Date of Award


Document Type


Degree Name

Master of Science (MS)


Plant and Environmental Science

Committee Chair/Advisor

Elizabeth Cieniewicz

Committee Member

Guido Schnabel

Committee Member

David Coyle

Committee Member

Juan Carlos Melgar


Prunus necrotic ringspot virus (PNRSV), prune dwarf virus (PDV), and peach latent mosaic viroid (PLMVd) are important pollen-borne pathogens that affect peach orchards in the southeastern United States. My aim with this research is to identify potential sources of virus/viroid inoculum sources in the wild and determine pathogen movement and interactions between wild Prunus spp. and cultivars of peach (P. persica). In Chapter I, I review the literature on pollen borne viruses and viroids in peach. In Chapter II, I surveyed for these pathogens near peach production areas in South Carolina and Georgia, sampling from three endemic wild Prunus species: black cherry (P. serotina), Chickasaw plum (P. angustifolia), and Carolina cherry laurel (P. caroliniana). The presence of PNRSV was confirmed in wild P. serotina and P. caroliniana but neither PDV nor PLMVd were found in the collection. There was no relationship between virus infection status and tree age.

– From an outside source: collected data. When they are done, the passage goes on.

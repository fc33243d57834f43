//! Generates the square icon set a PWA manifest needs from one source
//! image, and packages it for download.

mod archive;
mod batch;
mod config;
mod error;
mod raster;
mod session;
mod sizes;
mod source;
mod task;

pub use crate::archive::{assemble, assemble_named, Archive, IconArchive, ARCHIVE_NAME};
pub use crate::batch::{generate, CancelToken, IconBatch, Progress};
pub use crate::config::IconConfig;
pub use crate::error::IconError;
pub use crate::raster::{rasterize, GeneratedIcon, RasterOptions, MAX_SURFACE_DIM};
pub use crate::session::{GenerationRun, Session};
pub use crate::sizes::{icon_name, TargetSizeSet, ICON_SIZES};
pub use crate::source::{SourceImage, ACCEPTED_MIME_TYPES};
pub use crate::task::TaskRunner;
pub use iconcommon::{Filter, ZipFileOptions};

#[cfg(test)]
pub(crate) mod tests {
    use anyhow::Result;
    use tracing_subscriber::{fmt::format::FmtSpan, EnvFilter};

    pub fn init_logger() -> Result<()> {
        tracing_log::LogTracer::init().ok();
        let env = std::env::var(EnvFilter::DEFAULT_ENV).unwrap_or_else(|_| "info".to_owned());
        let subscriber = tracing_subscriber::FmtSubscriber::builder()
            .with_span_events(FmtSpan::ACTIVE | FmtSpan::CLOSE)
            .with_env_filter(EnvFilter::new(env))
            .with_writer(std::io::stderr)
            .finish();
        tracing::subscriber::set_global_default(subscriber).ok();
        Ok(())
    }
}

A phylogenetic analysis of the isolates obtained was performed with other isolates from around the world and PNRSV type groups and our samples showed clustering with a reference group isolate that was obtained from peach in the U.S. In Chapter III, we sequenced PNRSV isolates from P. persica from the Musser Fruit Research Center at Clemson University, South Carolina, and recorded bloom dates from wild P. serotina; bloom data for peach was provided by Dr. Juan Carlos Melgar. Samples from peach mostly clustered with wild Prunus in the reference group that pertained to the peach isolate from the U.S., but some isolates grouped with another reference isolate from cherry obtained from Germany, Europe. Bloom data presented a gap of approximately one week between species with peaches blooming first and being followed by wild P. serotina. The results of these studies altogether suggest that wild Prunus spp. have the capacity of serving as virus reservoir, but the initial source of pollen-borne spread of the virus could be P. persica.